Return exactly the lines below, starting with the one that has "#[cfg(test)]" and going on through the one that has "let file = NamedTempFile::new().unwrap();".

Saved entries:
/---

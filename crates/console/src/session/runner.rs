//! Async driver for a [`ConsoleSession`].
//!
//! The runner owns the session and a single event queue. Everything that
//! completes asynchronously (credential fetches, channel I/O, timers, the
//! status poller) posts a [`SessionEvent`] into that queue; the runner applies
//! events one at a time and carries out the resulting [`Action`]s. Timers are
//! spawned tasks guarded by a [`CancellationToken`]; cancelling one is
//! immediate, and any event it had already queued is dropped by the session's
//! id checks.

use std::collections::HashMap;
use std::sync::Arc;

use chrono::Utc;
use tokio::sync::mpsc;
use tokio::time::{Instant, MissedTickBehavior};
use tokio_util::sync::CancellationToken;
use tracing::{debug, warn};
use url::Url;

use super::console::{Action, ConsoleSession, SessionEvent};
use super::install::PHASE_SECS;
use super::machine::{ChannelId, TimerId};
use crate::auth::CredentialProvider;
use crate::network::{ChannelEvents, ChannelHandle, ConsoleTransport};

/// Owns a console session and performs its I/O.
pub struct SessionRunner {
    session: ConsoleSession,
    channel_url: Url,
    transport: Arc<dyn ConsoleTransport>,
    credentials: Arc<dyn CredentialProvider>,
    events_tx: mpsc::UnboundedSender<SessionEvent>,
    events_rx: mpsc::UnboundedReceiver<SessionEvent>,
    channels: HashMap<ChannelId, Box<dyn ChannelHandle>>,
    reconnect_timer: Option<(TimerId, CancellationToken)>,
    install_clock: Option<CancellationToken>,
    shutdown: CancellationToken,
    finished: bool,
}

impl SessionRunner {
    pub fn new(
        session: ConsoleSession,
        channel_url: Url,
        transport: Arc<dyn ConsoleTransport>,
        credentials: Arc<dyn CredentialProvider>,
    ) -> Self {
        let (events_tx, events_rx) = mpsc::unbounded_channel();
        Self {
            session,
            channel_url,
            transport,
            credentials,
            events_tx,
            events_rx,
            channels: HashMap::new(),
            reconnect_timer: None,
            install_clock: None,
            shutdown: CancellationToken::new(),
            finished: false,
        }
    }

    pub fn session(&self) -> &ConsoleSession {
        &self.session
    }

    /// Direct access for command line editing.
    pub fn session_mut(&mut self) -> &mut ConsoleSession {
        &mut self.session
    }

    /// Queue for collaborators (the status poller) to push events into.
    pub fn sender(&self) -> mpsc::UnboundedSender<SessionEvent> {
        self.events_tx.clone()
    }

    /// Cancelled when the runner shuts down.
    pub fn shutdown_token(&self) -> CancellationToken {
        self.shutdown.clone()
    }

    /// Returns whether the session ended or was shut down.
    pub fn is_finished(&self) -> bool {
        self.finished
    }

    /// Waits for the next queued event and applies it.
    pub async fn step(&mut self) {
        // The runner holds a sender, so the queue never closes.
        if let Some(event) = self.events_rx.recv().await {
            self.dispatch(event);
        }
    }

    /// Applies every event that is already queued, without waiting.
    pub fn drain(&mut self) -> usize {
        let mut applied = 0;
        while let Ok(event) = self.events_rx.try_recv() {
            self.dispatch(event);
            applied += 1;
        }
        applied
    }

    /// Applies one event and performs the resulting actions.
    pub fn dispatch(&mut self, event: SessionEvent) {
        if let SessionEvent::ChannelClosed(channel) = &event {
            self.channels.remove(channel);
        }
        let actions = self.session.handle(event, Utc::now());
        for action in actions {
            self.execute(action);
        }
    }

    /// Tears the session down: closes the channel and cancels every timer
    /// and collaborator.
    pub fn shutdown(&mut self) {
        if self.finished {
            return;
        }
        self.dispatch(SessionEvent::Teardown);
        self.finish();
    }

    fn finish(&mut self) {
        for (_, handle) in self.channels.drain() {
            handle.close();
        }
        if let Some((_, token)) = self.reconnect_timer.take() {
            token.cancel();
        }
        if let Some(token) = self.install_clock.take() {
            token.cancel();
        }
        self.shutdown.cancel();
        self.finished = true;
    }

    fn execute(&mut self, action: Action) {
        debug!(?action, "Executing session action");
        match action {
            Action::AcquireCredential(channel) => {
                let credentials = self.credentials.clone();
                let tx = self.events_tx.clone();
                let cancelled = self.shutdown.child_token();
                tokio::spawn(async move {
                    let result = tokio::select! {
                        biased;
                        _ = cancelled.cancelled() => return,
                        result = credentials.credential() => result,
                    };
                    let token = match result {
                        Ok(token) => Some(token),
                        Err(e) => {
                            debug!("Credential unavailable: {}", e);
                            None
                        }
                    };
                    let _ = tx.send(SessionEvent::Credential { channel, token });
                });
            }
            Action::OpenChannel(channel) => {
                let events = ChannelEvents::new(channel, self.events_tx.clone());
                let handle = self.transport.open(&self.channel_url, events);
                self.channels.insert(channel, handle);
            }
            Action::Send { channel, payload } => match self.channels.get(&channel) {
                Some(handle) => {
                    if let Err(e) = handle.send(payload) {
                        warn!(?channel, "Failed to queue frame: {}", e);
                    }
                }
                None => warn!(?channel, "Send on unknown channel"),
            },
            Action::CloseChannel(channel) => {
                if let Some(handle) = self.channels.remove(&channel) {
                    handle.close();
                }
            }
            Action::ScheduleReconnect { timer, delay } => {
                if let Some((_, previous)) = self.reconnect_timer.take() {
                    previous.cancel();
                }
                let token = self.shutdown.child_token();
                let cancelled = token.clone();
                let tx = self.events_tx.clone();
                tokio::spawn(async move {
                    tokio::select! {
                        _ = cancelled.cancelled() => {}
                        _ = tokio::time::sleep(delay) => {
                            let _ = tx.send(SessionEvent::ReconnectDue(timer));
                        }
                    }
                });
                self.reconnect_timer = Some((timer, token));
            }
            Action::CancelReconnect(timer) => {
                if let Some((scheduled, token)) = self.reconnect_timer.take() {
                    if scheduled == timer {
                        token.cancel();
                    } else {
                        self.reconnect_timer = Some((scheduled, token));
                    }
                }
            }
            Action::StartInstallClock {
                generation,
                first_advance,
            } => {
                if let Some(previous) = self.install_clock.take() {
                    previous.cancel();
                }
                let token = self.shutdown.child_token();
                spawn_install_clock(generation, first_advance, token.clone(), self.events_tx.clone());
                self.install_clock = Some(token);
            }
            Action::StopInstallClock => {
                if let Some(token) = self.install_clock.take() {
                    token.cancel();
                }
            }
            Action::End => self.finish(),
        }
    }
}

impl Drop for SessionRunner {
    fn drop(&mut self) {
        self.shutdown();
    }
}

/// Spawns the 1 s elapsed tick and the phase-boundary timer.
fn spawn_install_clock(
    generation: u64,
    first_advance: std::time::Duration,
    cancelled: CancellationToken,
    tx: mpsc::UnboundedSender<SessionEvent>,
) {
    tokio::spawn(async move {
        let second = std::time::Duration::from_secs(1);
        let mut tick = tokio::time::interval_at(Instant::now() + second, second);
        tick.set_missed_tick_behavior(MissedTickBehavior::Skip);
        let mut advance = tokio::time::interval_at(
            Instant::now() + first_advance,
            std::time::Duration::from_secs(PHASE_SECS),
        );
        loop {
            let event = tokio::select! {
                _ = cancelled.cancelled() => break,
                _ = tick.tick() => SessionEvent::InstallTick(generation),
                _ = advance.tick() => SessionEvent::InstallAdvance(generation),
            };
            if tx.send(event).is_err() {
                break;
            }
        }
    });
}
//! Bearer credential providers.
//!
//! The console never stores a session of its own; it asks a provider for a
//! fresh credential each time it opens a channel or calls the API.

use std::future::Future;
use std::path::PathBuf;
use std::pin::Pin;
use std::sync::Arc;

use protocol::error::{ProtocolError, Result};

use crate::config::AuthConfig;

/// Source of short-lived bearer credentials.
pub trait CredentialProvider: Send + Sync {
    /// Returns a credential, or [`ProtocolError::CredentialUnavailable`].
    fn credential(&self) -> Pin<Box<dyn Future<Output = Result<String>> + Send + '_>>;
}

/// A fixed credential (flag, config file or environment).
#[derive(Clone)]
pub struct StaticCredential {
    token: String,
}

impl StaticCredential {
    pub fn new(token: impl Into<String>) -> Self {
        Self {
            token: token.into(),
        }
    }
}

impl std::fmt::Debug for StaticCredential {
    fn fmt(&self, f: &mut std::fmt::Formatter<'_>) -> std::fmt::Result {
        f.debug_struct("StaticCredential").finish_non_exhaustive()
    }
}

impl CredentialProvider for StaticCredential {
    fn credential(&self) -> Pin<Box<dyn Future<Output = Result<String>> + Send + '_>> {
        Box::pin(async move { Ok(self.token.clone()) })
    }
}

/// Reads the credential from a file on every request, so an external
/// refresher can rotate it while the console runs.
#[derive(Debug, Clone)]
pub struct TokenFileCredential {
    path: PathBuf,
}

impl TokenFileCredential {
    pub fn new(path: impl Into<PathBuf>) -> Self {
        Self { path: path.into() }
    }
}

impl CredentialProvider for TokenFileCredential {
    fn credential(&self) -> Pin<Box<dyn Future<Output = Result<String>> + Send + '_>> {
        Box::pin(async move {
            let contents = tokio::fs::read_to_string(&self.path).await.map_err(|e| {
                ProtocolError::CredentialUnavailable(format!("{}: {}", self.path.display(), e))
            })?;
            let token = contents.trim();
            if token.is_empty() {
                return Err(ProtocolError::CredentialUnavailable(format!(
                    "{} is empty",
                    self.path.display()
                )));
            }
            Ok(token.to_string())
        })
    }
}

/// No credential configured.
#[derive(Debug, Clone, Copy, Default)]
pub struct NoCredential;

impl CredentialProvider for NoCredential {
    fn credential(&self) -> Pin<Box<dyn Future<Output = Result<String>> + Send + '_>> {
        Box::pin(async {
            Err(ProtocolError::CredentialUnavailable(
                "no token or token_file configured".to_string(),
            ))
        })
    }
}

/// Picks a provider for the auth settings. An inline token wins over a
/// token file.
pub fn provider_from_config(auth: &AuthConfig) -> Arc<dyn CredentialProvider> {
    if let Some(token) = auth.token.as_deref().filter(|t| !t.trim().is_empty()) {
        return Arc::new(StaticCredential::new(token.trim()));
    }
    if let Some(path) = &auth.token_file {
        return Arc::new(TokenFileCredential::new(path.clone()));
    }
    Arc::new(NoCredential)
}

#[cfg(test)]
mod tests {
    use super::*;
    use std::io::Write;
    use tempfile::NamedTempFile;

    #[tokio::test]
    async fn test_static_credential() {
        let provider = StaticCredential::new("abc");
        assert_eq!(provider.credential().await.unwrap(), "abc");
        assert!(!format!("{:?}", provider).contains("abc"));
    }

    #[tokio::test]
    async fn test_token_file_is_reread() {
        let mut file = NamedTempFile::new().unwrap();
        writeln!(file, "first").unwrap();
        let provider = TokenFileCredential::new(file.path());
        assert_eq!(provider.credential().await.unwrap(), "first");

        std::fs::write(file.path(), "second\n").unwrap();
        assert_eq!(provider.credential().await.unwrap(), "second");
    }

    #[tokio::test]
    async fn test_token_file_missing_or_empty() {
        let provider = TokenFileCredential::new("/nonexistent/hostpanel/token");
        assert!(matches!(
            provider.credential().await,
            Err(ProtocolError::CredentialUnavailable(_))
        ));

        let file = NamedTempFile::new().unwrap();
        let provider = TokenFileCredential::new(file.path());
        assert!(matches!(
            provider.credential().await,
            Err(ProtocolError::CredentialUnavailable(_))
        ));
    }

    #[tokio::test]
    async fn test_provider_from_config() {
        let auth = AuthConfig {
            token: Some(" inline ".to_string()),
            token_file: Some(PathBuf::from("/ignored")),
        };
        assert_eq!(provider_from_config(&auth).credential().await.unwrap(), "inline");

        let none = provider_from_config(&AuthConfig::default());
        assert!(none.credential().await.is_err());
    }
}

\---

YOUR SOLUTION
#[cfg(test)]
mod tests {
    use super::*;
    use std::io::Write;
    use tempfile::NamedTempFile;

    #[tokio::test]
    async fn test_static_credential() {
        let provider = StaticCredential::new("abc");
        assert_eq!(provider.credential().await.unwrap(), "abc");
        assert!(!format!("{:?}", provider).contains("abc"));
    }

    #[tokio::test]
    async fn test_token_file_is_reread() {
        let mut file = NamedTempFile::new().unwrap();
        writeln!(file, "first").unwrap();
        let provider = TokenFileCredential::new(file.path());
        assert_eq!(provider.credential().await.unwrap(), "first");

        std::fs::write(file.path(), "second\n").unwrap();
        assert_eq!(provider.credential().await.unwrap(), "second");
    }

    #[tokio::test]
    async fn test_token_file_missing_or_empty() {
        let provider = TokenFileCredential::new("/nonexistent/hostpanel/token");
        assert!(matches!(
            provider.credential().await,
            Err(ProtocolError::CredentialUnavailable(_))
        ));

        let file = NamedTempFile::new().unwrap();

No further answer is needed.